The newly introduced Dialysis-Related Amyloidosis Treatment Act of 2025 is a targeted piece of legislation that changes how Medicare pays for treating a serious complication many dialysis patients face. Simply put, if you’re on dialysis and develop amyloidosis—a condition where abnormal proteins build up in your organs—Medicare must now cover the specific treatments for it.
For those who haven't had to deal with it, kidney dialysis services are usually paid for by Medicare through a comprehensive, bundled payment. This single payment covers the procedure itself, plus many of the drugs and supplies that go along with it. The problem is that specialized, expensive treatments for complications like dialysis-related amyloidosis (DRA) can get squeezed out or inadequately covered under that fixed bundle.
This Act fixes that. It states that treatments for DRA—specifically those FDA-approved items and services provided at a dialysis facility—cannot be included in the standard bundled payment for renal dialysis services (SEC. 2). Instead, Medicare must pay for these specific amyloidosis treatments separately. This is a huge deal for patients, ensuring that facilities can’t claim the cost is already covered by the bundled rate, potentially limiting access to necessary care.

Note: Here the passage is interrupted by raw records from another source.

//! Glow layer
//!
//! Emissive meshes bleed light onto their surroundings. The extracted
//! emissive image is blurred at two resolutions (the main texture ratio and
//! half of it) and both levels are added onto the scene color, scaled by the
//! layer intensity.

use std::collections::BTreeSet;

use super::{EffectLayer, EffectLayerCore, EffectMesh, LayerStats, OwnedTexture};
use crate::camera::{Camera, MeshId};
use crate::compositor::FrameContext;
use crate::config::GlowLayerConfig;
use crate::context::GraphicsContext;
use crate::error::Result;
use crate::pass::builtin::{self, program, BlurParams};
use crate::pass::{PassChain, PassOptions, PostProcess, SamplerSource};
use crate::quad::SharedQuad;
use crate::resource::TextureHandle;
use crate::target_pool::RenderTargetPool;

/// Sampler of the second blur level in the merge pass
const LEVEL2_SAMPLER: &str = "textureSampler2";

pub struct GlowLayer {
    core: EffectLayerCore,
    config: GlowLayerConfig,
    included_only: BTreeSet<MeshId>,
    excluded: BTreeSet<MeshId>,
    blur1: PassChain,
    blur2: PassChain,
    level1: OwnedTexture,
    level2: OwnedTexture,
    merge: PostProcess,
}

impl GlowLayer {
    pub fn new(name: impl Into<String>, config: GlowLayerConfig, quad: SharedQuad) -> Self {
        let mut core = EffectLayerCore::new(name, quad);
        core.set_intensity(config.intensity);
        core.set_rendering_group(config.rendering_group);
        core.set_main_texture_ratio(config.main_texture_ratio);
        core.set_main_texture_fixed_size(config.main_texture_fixed_size);
        core.set_neutral_color(config.neutral_color);
        core.set_alpha_mode(config.alpha_mode);
        core.set_texture_format(config.texture_format);

        let name = core.name().to_string();
        let mut layer = Self {
            blur1: PassChain::new(format!("{}.blur1", name)),
            blur2: PassChain::new(format!("{}.blur2", name)),
            merge: merge_effect(&name, &config),
            core,
            config,
            included_only: BTreeSet::new(),
            excluded: BTreeSet::new(),
            level1: OwnedTexture::default(),
            level2: OwnedTexture::default(),
        };
        layer.build_blur_chains();
        layer
    }

    pub fn config(&self) -> &GlowLayerConfig {
        &self.config
    }

    pub fn add_mesh(&mut self, mesh: EffectMesh) {
        self.core.add_mesh(mesh);
    }

    pub fn remove_mesh(&mut self, mesh: MeshId) -> Option<EffectMesh> {
        self.included_only.remove(&mesh);
        self.excluded.remove(&mesh);
        self.core.remove_mesh(mesh)
    }

    /// Once any mesh is included-only, only included meshes glow
    pub fn add_included_only_mesh(&mut self, mesh: MeshId) {
        self.included_only.insert(mesh);
    }

    pub fn remove_included_only_mesh(&mut self, mesh: MeshId) {
        self.included_only.remove(&mesh);
    }

    pub fn add_excluded_mesh(&mut self, mesh: MeshId) {
        self.excluded.insert(mesh);
    }

    pub fn remove_excluded_mesh(&mut self, mesh: MeshId) {
        self.excluded.remove(&mesh);
    }

    pub fn set_mesh_intensity(&mut self, mesh: MeshId, intensity: f32) {
        self.core.set_mesh_intensity(mesh, intensity);
    }

    pub fn intensity(&self) -> f32 {
        self.core.intensity()
    }

    pub fn set_intensity(&mut self, intensity: f32) {
        self.config.intensity = intensity;
        self.core.set_intensity(intensity);
    }

    pub fn blur_kernel_size(&self) -> f32 {
        self.config.blur_kernel_size
    }

    pub fn set_blur_kernel_size(&mut self, kernel: f32) {
        self.config.blur_kernel_size = kernel;
        let (k1, k2) = self.kernels();
        for (chain, kernel) in [(&mut self.blur1, k1), (&mut self.blur2, k2)] {
            let passes = chain.passes_mut();
            passes[0].set_params(BlurParams::horizontal(kernel));
            passes[1].set_params(BlurParams::vertical(kernel));
        }
    }

    pub fn set_ldr_merge(&mut self, ldr: bool) {
        self.config.ldr_merge = ldr;
    }

    /// Blurred textures of the last frame, level 1 then level 2
    pub fn blur_textures(&self) -> (Option<TextureHandle>, Option<TextureHandle>) {
        (self.level1.handle(), self.level2.handle())
    }

    /// Kernel of each level, in texels of that level
    fn kernels(&self) -> (f32, f32) {
        let ratio = self.config.main_texture_ratio;
        let k1 = self.config.blur_kernel_size * ratio;
        (k1, k1 * 0.5)
    }

    fn build_blur_chains(&mut self) {
        let (k1, k2) = self.kernels();
        let ratio = self.config.main_texture_ratio;
        let fixed = self.config.main_texture_fixed_size;
        let format = self.config.texture_format;

        for (level, chain, ratio, kernel) in [
            (0u32, &mut self.blur1, ratio, k1),
            (1u32, &mut self.blur2, ratio * 0.5, k2),
        ] {
            let mut options = PassOptions {
                ratio,
                format: Some(format),
                ..Default::default()
            };
            if let Some(size) = fixed {
                let side = (size >> level).max(1);
                options.fixed_size = Some((side, side));
                options.ratio = 1.0;
            }
            let name = chain.name().to_string();
            chain.add(builtin::blur(
                format!("{}.h", name),
                BlurParams::horizontal(kernel),
                options.clone(),
            ));
            chain.add(builtin::blur(
                format!("{}.v", name),
                BlurParams::vertical(kernel),
                options,
            ));
        }
    }
}

fn merge_effect(name: &str, config: &GlowLayerConfig) -> PostProcess {
    let mut merge = PostProcess::new(format!("{}.merge", name), program::GLOW_MERGE)
        .with_sampler(LEVEL2_SAMPLER, SamplerSource::Unbound)
        .with_alpha_mode(config.alpha_mode);
    merge.options_mut().auto_clear = false;
    merge
}

impl EffectLayer for GlowLayer {
    fn core(&self) -> &EffectLayerCore {
        &self.core
    }

    fn core_mut(&mut self) -> &mut EffectLayerCore {
        &mut self.core
    }

    fn is_ready(&mut self, gpu: &mut dyn GraphicsContext) -> bool {
        // Poll everything so all effects compile in parallel
        let mut ready = self.core.is_extract_ready(gpu);
        for pass in self
            .blur1
            .passes_mut()
            .iter_mut()
            .chain(self.blur2.passes_mut().iter_mut())
        {
            ready &= pass.is_ready(gpu);
        }
        ready &= self.merge.is_ready(gpu);
        ready
    }

    fn contributes(&self, mesh: &EffectMesh) -> bool {
        self.core.in_rendering_group(mesh)
            && (self.included_only.is_empty() || self.included_only.contains(&mesh.id))
            && !self.excluded.contains(&mesh.id)
            && self.core.mesh_intensity(mesh.id) > 0.0
    }

    fn create_merge_effect(&self) -> PostProcess {
        merge_effect(self.core.name(), &self.config)
    }

    fn set_emissive_texture_and_color(&self, mesh: &EffectMesh, extract: &mut PostProcess) -> bool {
        if !self.contributes(mesh) {
            return false;
        }
        extract.set_uniform("emissiveColor", mesh.color);
        extract.set_uniform("glowIntensity", self.core.mesh_intensity(mesh.id));
        extract.set_uniform("colorOnly", 0.0f32);
        true
    }

    fn internal_render(
        &mut self,
        fc: &mut FrameContext<'_>,
        camera: &Camera,
        main_texture: TextureHandle,
        scene_target: TextureHandle,
    ) -> LayerStats {
        let mut stats = LayerStats::default();

        let size1 = self.blur1.passes()[1].compute_size(camera);
        let size2 = self.blur2.passes()[1].compute_size(camera);
        let Some(level1) = self.core.ensure_texture(fc, &mut self.level1, "level1", size1) else {
            return stats;
        };
        let Some(level2) = self.core.ensure_texture(fc, &mut self.level2, "level2", size2) else {
            return stats;
        };

        stats.draw_calls += self.core.blur(fc, camera, &mut self.blur1, main_texture, level1);
        stats.draw_calls += self.core.blur(fc, camera, &mut self.blur2, level1, level2);

        self.merge.set_alpha_mode(self.config.alpha_mode);
        self.merge.set_sampler(LEVEL2_SAMPLER, SamplerSource::Texture(level2));
        self.merge
            .set_uniform("ldrMerge", if self.config.ldr_merge { 1.0f32 } else { 0.0 });
        if self
            .core
            .compose(fc, camera, &mut self.merge, level1, scene_target)
        {
            stats.draw_calls += 1;
            stats.composed = true;
        }
        stats
    }

    fn rebuild(&mut self, _gpu: &mut dyn GraphicsContext) -> Result<()> {
        self.core.invalidate();
        self.level1.invalidate();
        self.level2.invalidate();
        self.blur1.invalidate();
        self.blur2.invalidate();
        self.merge = self.create_merge_effect();
        Ok(())
    }

    fn release_targets(&mut self, pool: &mut RenderTargetPool) {
        self.blur1.release_targets(pool);
        self.blur2.release_targets(pool);
        self.merge.release_output(pool);
    }

    fn dispose(&mut self, gpu: &mut dyn GraphicsContext, pool: &mut RenderTargetPool) {
        self.core.dispose(gpu, pool);
        self.level1.release(gpu);
        self.level2.release(gpu);
        self.blur1.dispose(gpu, pool);
        self.blur2.dispose(gpu, pool);
        self.merge.dispose(gpu, pool);
        log::info!("Glow layer '{}' disposed", self.core.name());
    }
}

impl std::fmt::Debug for GlowLayer {
    fn fmt(&self, f: &mut std::fmt::Formatter<'_>) -> std::fmt::Result {
        f.debug_struct("GlowLayer")
            .field("core", &self.core)
            .field("config", &self.config)
            .finish()
    }
}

This is where the bill gets interesting for both patients and the Medicare budget. For these newly unbundled treatments, the law mandates Medicare pay 100 percent of the "reasonable charges" for the items and services (SEC. 2). For the patient, this is great news: it means financial access to potentially life-saving specialized care is significantly improved, as the costs of treating this serious complication are now fully covered by Medicare, effective immediately upon the Act becoming law.
However, paying 100% of reasonable charges, rather than negotiating a lower rate or including it in a fixed prospective payment, raises some flags for the Medicare program itself. While this is limited only to FDA-approved treatments for this specific condition, it means the government is writing a blank check for these services, which could lead to higher costs overall for taxpayers funding the program. If a new, highly effective but extremely expensive drug is approved for DRA, Medicare is on the hook for the full charge.
This legislation is a clear win for the most vulnerable patients—those on long-term dialysis who develop a serious complication. It removes a major financial barrier to specialized treatment. Imagine a patient who needs a specific, FDA-approved drug to stop protein build-up; this bill ensures that drug is covered, no questions asked, without the facility having to juggle it within the existing tight budget constraints of the standard dialysis payment system.
On the practical side, the bill also covers “any supplies or services that are absolutely necessary alongside that main treatment” (SEC. 2). While this clause ensures comprehensive care, it’s a somewhat vague term that the Centers for Medicare & Medicaid Services (CMS) will need to clarify quickly. Facilities will need clear guidance on what qualifies as “absolutely necessary” to ensure they get reimbursed and patients get the full scope of care intended by the Act.